Using the records below, give again exactly the lines from the line that contains "into a guard" through the line that contains "pub(crate) fn rtf(&self)", both ends included, and only those.
Input for this task Start Marker
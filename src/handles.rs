//! Handle lifetime tracking
//!
//! Several entity views may alias one provider handle (a [`Sender`](crate::Sender)
//! reads the same storage as its [`Message`](crate::Message)). Each view holds
//! a [`Handle`] guard; guards are reference counted by the [`HandleTracker`]
//! of their [`Session`] and the provider-level release happens once, when the
//! last guard goes away.
use crate::crtf::{DefaultRtfConverter, RtfConverter};
use crate::headers::{HeaderParser, MailHeaderParser};
use crate::provider::{ContainerProvider, HandleId};
use std::cell::{Ref, RefCell};
use std::collections::HashMap;
use std::fmt;
use std::io;
use std::rc::Rc;
#[allow(unused_imports)]
use tracing::{debug, error, info, instrument, warn};

/// Outcome of [`HandleTracker::release`]
#[derive(Debug, Clone, Copy, PartialEq, Eq)]
pub enum Release {
    /// Other references remain
    Pending,
    /// This was the last reference: the handle must be released now
    Final,
    /// The handle was not tracked (already released, or never tracked)
    Untracked,
}

/// Reference counts of live handles
#[derive(Debug, Default)]
pub struct HandleTracker {
    refs: HashMap<HandleId, usize>,
}

impl HandleTracker {
    /// Starts tracking a handle with one reference
    ///
    /// Tracking an already tracked handle is a no-op; returns whether the
    /// handle was newly tracked
    pub fn track(&mut self, id: HandleId) -> bool {
        if self.refs.contains_key(&id) {
            false
        } else {
            self.refs.insert(id, 1);
            true
        }
    }

    /// Adds a reference to a tracked handle
    pub fn retain(&mut self, id: HandleId) -> bool {
        match self.refs.get_mut(&id) {
            Some(count) => {
                *count += 1;
                true
            }
            None => false,
        }
    }

    /// Drops a reference
    pub fn release(&mut self, id: HandleId) -> Release {
        match self.refs.get_mut(&id) {
            None => Release::Untracked,
            Some(count) if *count > 1 => {
                *count -= 1;
                Release::Pending
            }
            Some(_) => {
                self.refs.remove(&id);
                Release::Final
            }
        }
    }

    /// Returns the number of references held on a handle
    pub fn references(&self, id: HandleId) -> usize {
        self.refs.get(&id).copied().unwrap_or(0)
    }

    /// Returns the number of distinct live handles
    pub fn live(&self) -> usize {
        self.refs.len()
    }
}

pub(crate) struct SessionInner<P: ContainerProvider> {
    provider: RefCell<P>,
    tracker: RefCell<HandleTracker>,
    rtf: Box<dyn RtfConverter>,
    header_parser: Box<dyn HeaderParser>,
}

/// A message parsing context
///
/// The session owns the container provider, the handle tracker and the
/// external converters. Everything built from a session shares it; it is
/// cheap to clone
pub struct Session<P: ContainerProvider> {
    inner: Rc<SessionInner<P>>,
}

impl<P: ContainerProvider> Clone for Session<P> {
    fn clone(&self) -> Self {
        Self {
            inner: self.inner.clone(),
        }
    }
}

impl<P: ContainerProvider> Session<P> {
    /// Creates a session with the default RTF converter and header parser
    pub fn new(provider: P) -> Self {
        Self::with_collaborators(
            provider,
            Box::new(DefaultRtfConverter),
            Box::new(MailHeaderParser),
        )
    }

    /// Creates a session with custom RTF and header collaborators
    pub fn with_collaborators(
        provider: P,
        rtf: Box<dyn RtfConverter>,
        header_parser: Box<dyn HeaderParser>,
    ) -> Self {
        Self {
            inner: Rc::new(SessionInner {
                provider: RefCell::new(provider),
                tracker: RefCell::new(HandleTracker::default()),
                rtf,
                header_parser,
            }),
        }
    }

    /// Returns the number of provider handles currently alive
    pub fn live_handles(&self) -> usize {
        self.inner.tracker.borrow().live()
    }

    /// Grants read access to the provider
    pub fn provider(&self) -> Ref<'_, P> {
        self.inner.provider.borrow()
    }

    /// Runs a provider call which yields a new handle and wraps it into a guard
    pub(crate) fn acquire<F>(&self, f: F) -> io::Result<Handle<P>>
    where
        F: FnOnce(&mut P) -> io::Result<HandleId>,
    {
        let id = f(&mut self.inner.provider.borrow_mut())?;
        Ok(Handle::adopt(self.inner.clone(), id))
    }

    /// Runs a provider call which yields no handle
    pub(crate) fn with_provider<T, F>(&self, f: F) -> io::Result<T>
    where
        F: FnOnce(&mut P) -> io::Result<T>,
    {
        f(&mut self.inner.provider.borrow_mut())
    }

    pub(crate) fn rtf(&self) -> &dyn RtfConverter {
        self.inner.rtf.as_ref()
    }

    pub(crate) fn header_parser(&self) -> &dyn HeaderParser {
        self.inner.header_parser.as_ref()
    }
}

/// A tracked provider handle
///
/// Cloning aliases the handle; dropping the last alias releases it
pub struct Handle<P: ContainerProvider> {
    id: HandleId,
    session: Rc<SessionInner<P>>,
}

impl<P: ContainerProvider> Handle<P> {
    fn adopt(session: Rc<SessionInner<P>>, id: HandleId) -> Self {
        {
            let mut tracker = session.tracker.borrow_mut();
            if !tracker.track(id) {
                // The provider returned a live id: this guard owns one more reference
                tracker.retain(id);
            }
        }
        Self { id, session }
    }

    /// The provider-level id
    pub fn id(&self) -> HandleId {
        self.id
    }

    /// The session this handle belongs to
    pub fn session(&self) -> Session<P> {
        Session {
            inner: self.session.clone(),
        }
    }

    fn child<F>(&self, f: F) -> io::Result<Handle<P>>
    where
        F: FnOnce(&mut P, HandleId) -> io::Result<HandleId>,
    {
        let id = f(&mut self.session.provider.borrow_mut(), self.id)?;
        Ok(Handle::adopt(self.session.clone(), id))
    }

    /// Opens a child stream
    pub fn open_stream(&self, name: &str) -> io::Result<Handle<P>> {
        self.child(|p, id| p.open_stream(id, name))
    }

    /// Opens a child container
    pub fn open_sub_container(&self, name: &str) -> io::Result<Handle<P>> {
        self.child(|p, id| p.open_sub_container(id, name))
    }

    /// Creates a child container
    pub fn create_sub_container(&self, name: &str) -> io::Result<Handle<P>> {
        self.child(|p, id| p.create_sub_container(id, name))
    }

    /// Creates a child stream
    pub fn create_stream(&self, name: &str) -> io::Result<Handle<P>> {
        self.child(|p, id| p.create_stream(id, name))
    }

    /// Clones this container into an independent top-level container
    pub fn clone_subtree(&self) -> io::Result<Handle<P>> {
        self.child(|p, id| p.clone_subtree(id))
    }

    /// Reads the whole stream
    pub fn read_all(&self) -> io::Result<Vec<u8>> {
        self.session.provider.borrow_mut().read_all(self.id)
    }

    /// Opens, reads and releases a child stream
    pub fn read_stream(&self, name: &str) -> io::Result<Vec<u8>> {
        self.open_stream(name)?.read_all()
    }
}

impl<P: ContainerProvider> Clone for Handle<P> {
    fn clone(&self) -> Self {
        self.session.tracker.borrow_mut().retain(self.id);
        Self {
            id: self.id,
            session: self.session.clone(),
        }
    }
}

impl<P: ContainerProvider> Drop for Handle<P> {
    fn drop(&mut self) {
        let outcome = self.session.tracker.borrow_mut().release(self.id);
        if outcome != Release::Final {
            return;
        }
        match self.session.provider.try_borrow_mut() {
            Ok(mut provider) => {
                if let Err(e) = provider.release(self.id) {
                    warn!("Failed to release handle {}: {e}", self.id);
                }
            }
            Err(_) => error!("Provider busy, handle {} leaked", self.id),
        }
    }
}

impl<P: ContainerProvider> fmt::Debug for Handle<P> {
    fn fmt(&self, f: &mut fmt::Formatter<'_>) -> fmt::Result {
        f.debug_tuple("Handle").field(&self.id).finish()
    }
}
Input for this task End Marker
### [Written solution]
    /// Runs a provider call which yields a new handle and wraps it into a guard
    pub(crate) fn acquire<F>(&self, f: F) -> io::Result<Handle<P>>
    where
        F: FnOnce(&mut P) -> io::Result<HandleId>,
    {
        let id = f(&mut self.inner.provider.borrow_mut())?;
        Ok(Handle::adopt(self.inner.clone(), id))
    }

    /// Runs a provider call which yields no handle
    pub(crate) fn with_provider<T, F>(&self, f: F) -> io::Result<T>
    where
        F: FnOnce(&mut P) -> io::Result<T>,
    {
        f(&mut self.inner.provider.borrow_mut())
    }

    pub(crate) fn rtf(&self) -> &dyn RtfConverter {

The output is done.